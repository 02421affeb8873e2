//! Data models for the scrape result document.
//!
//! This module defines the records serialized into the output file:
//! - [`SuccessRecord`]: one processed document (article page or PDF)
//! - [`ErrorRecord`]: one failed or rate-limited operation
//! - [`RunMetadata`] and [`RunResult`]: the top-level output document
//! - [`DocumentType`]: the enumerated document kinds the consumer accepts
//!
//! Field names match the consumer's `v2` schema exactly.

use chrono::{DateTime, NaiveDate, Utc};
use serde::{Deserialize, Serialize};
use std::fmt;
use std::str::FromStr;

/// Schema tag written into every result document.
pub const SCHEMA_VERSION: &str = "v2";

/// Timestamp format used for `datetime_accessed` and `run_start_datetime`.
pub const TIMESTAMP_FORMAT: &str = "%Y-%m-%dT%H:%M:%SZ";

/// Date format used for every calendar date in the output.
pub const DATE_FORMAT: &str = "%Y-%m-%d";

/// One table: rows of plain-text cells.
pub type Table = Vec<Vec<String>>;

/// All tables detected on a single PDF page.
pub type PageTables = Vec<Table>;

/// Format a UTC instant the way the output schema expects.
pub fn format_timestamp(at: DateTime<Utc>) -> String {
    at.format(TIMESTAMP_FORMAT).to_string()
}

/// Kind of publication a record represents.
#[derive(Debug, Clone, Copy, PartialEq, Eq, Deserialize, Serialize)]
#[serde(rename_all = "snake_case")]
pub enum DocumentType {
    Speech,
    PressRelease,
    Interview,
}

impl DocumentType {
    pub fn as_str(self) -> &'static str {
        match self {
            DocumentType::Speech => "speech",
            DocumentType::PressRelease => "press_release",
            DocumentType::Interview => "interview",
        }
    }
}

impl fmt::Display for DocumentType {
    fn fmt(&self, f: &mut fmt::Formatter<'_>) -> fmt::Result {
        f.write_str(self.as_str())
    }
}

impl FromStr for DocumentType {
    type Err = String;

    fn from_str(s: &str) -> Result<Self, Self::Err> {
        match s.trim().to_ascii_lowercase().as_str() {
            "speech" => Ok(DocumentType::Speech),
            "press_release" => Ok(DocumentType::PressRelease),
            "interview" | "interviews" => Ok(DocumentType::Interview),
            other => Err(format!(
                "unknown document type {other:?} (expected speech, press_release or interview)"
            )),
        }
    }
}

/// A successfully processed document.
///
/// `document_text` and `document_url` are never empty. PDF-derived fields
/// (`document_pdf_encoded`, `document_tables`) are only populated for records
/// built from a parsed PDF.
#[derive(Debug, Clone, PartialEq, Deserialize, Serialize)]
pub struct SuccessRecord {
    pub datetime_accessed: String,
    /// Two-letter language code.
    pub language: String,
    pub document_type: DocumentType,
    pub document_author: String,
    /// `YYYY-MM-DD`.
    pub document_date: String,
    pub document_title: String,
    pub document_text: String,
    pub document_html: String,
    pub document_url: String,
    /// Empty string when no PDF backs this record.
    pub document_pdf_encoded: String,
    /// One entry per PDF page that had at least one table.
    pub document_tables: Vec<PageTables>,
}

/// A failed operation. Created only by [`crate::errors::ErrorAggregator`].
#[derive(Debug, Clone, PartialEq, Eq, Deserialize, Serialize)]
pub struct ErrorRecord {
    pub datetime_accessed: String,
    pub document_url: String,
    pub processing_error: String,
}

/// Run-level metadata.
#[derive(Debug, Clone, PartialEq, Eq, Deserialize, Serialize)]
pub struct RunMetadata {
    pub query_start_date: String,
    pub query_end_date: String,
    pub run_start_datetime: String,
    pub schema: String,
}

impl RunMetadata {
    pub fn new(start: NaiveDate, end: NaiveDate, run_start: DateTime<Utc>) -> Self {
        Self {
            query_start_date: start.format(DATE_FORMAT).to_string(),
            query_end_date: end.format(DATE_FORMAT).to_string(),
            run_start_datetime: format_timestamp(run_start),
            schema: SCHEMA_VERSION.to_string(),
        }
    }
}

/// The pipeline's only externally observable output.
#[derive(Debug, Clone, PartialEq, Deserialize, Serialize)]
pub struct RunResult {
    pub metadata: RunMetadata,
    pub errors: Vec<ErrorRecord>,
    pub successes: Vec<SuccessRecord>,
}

**WHAT NEEDS TO BE DONE:** In the records above, find the lines holding "RunMetadata". Copy each one.

**TASK RESULT:**
//! - [`RunMetadata`] and [`RunResult`]: the top-level output document
pub struct RunMetadata {
impl RunMetadata {
    pub metadata: RunMetadata,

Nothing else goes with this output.